Most forms of heart failure are characterized by a metabolic switch from the use of fatty acids to glucose as the main fuel source for ATP generation in the myocardium. Whether metabolic reprogramming is a therapeutic target remains controversial. In this study, heart failure with reduced ejection fraction (HFrEF) and metabolic switch (i.e., increased myocardial glucose uptake) was induced in pigs by generating viable dysfunctional myocardium secondary to progressive coronary artery stenosis. Pigs (n = 19) were then randomized to a high-fat diet (HFD, chow diet supplemented with 20% lard) or control diet (no supplementation) for two months. Pre- and post-nutritional treatment contrast-enhanced cardiac magnetic resonance (CMR) and ¹⁸FDG-PET/CT studies were performed. Hearts were then harvested for further analysis.

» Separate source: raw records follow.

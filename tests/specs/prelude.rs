//! Test helpers for datastore specs

pub use holt_adapters::{FakeStorage, FsStorage, StorageAdapter, StorageCall, TracedStorage};
pub use holt_core::{json, Document, FieldEq, MatchAll, Value};
pub use holt_engine::{CorruptionPolicy, Datastore, DatastoreConfig, DatastoreError, IndexSpec};
pub use std::path::{Path, PathBuf};
use tempfile::TempDir;

/// A datafile location inside a fresh temp directory
pub struct DataDir {
    dir: TempDir,
    path: PathBuf,
}

impl DataDir {
    /// The datafile sits in a subdirectory that does not exist yet
    pub fn new() -> Self {
        let dir = tempfile::tempdir().unwrap();
        let path = dir.path().join("db").join("users.db");
        Self { dir, path }
    }

    pub fn root(&self) -> &Path {
        self.dir.path()
    }

    pub fn path(&self) -> &Path {
        &self.path
    }

    pub fn temp_path(&self) -> PathBuf {
        holt_adapters::temp_path(&self.path)
    }

    pub fn config(&self) -> DatastoreConfig {
        DatastoreConfig::persistent(self.path.clone())
    }

    pub async fn open(&self) -> Datastore<FsStorage> {
        self.open_with(self.config()).await
    }

    pub async fn open_with(&self, config: DatastoreConfig) -> Datastore<FsStorage> {
        Datastore::open(FsStorage::new(), config).await.unwrap()
    }

    /// Raw datafile text
    pub fn contents(&self) -> String {
        std::fs::read_to_string(&self.path).unwrap()
    }

    /// Datafile records parsed as JSON
    pub fn records(&self) -> Vec<Value> {
        self.contents()
            .lines()
            .map(|line| serde_json::from_str(line).unwrap())
            .collect()
    }

    /// Replace the datafile, creating its directory
    pub fn write(&self, path: &Path, content: &str) {
        std::fs::create_dir_all(path.parent().unwrap()).unwrap();
        std::fs::write(path, content).unwrap();
    }
}

pub fn doc(value: Value) -> Document {
    Document::from_value(value).unwrap()
}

LVEF significantly improved in pigs receiving the 2-month HFD (38% [33, 43] to 54% [47, 62], p = 0.036) but remained unchanged in control-diet pigs (36% [35, 45] to 41% [38, 43], p = 0.24). HFD-fed pigs had a smaller extent of fibrosis after the dietary intervention (late gadolinium enhancement 0.45% LV [0.17, 1.67] vs 6.23 [5.54, 9.57], p = 0.0047). On ¹⁸FDG-PET, a reversion of the metabolic reprogramming in the LAD-dysfunctional myocardium was observed only in HFD-fed pigs (0.46 counts [0.21, 0.65] vs 1.80 [1.53, 2.83], p = 0.016). Transmission electron microscopy of explanted hearts revealed less fragmented mitochondrial and a lower lipid droplet density in cardiomyocytes from HFD-fed pigs (38 per 10 µm3 [34, 50] vs 96 [78, 124], p = 0.022), and this was accompanied by increased expression of genes involved in fatty acid metabolism and downregulation of genes encoding glucose import proteins. In conclusion, in a large animal model of HFrEF secondary to myocardial dysfunction with a metabolic switch, a nutritional intervention based on HFD feeding was associated with a cardiac metabolic restoration of fatty acid substrate use, restoration of cardiomyocyte lipid trafficking and significantly improved systolic function.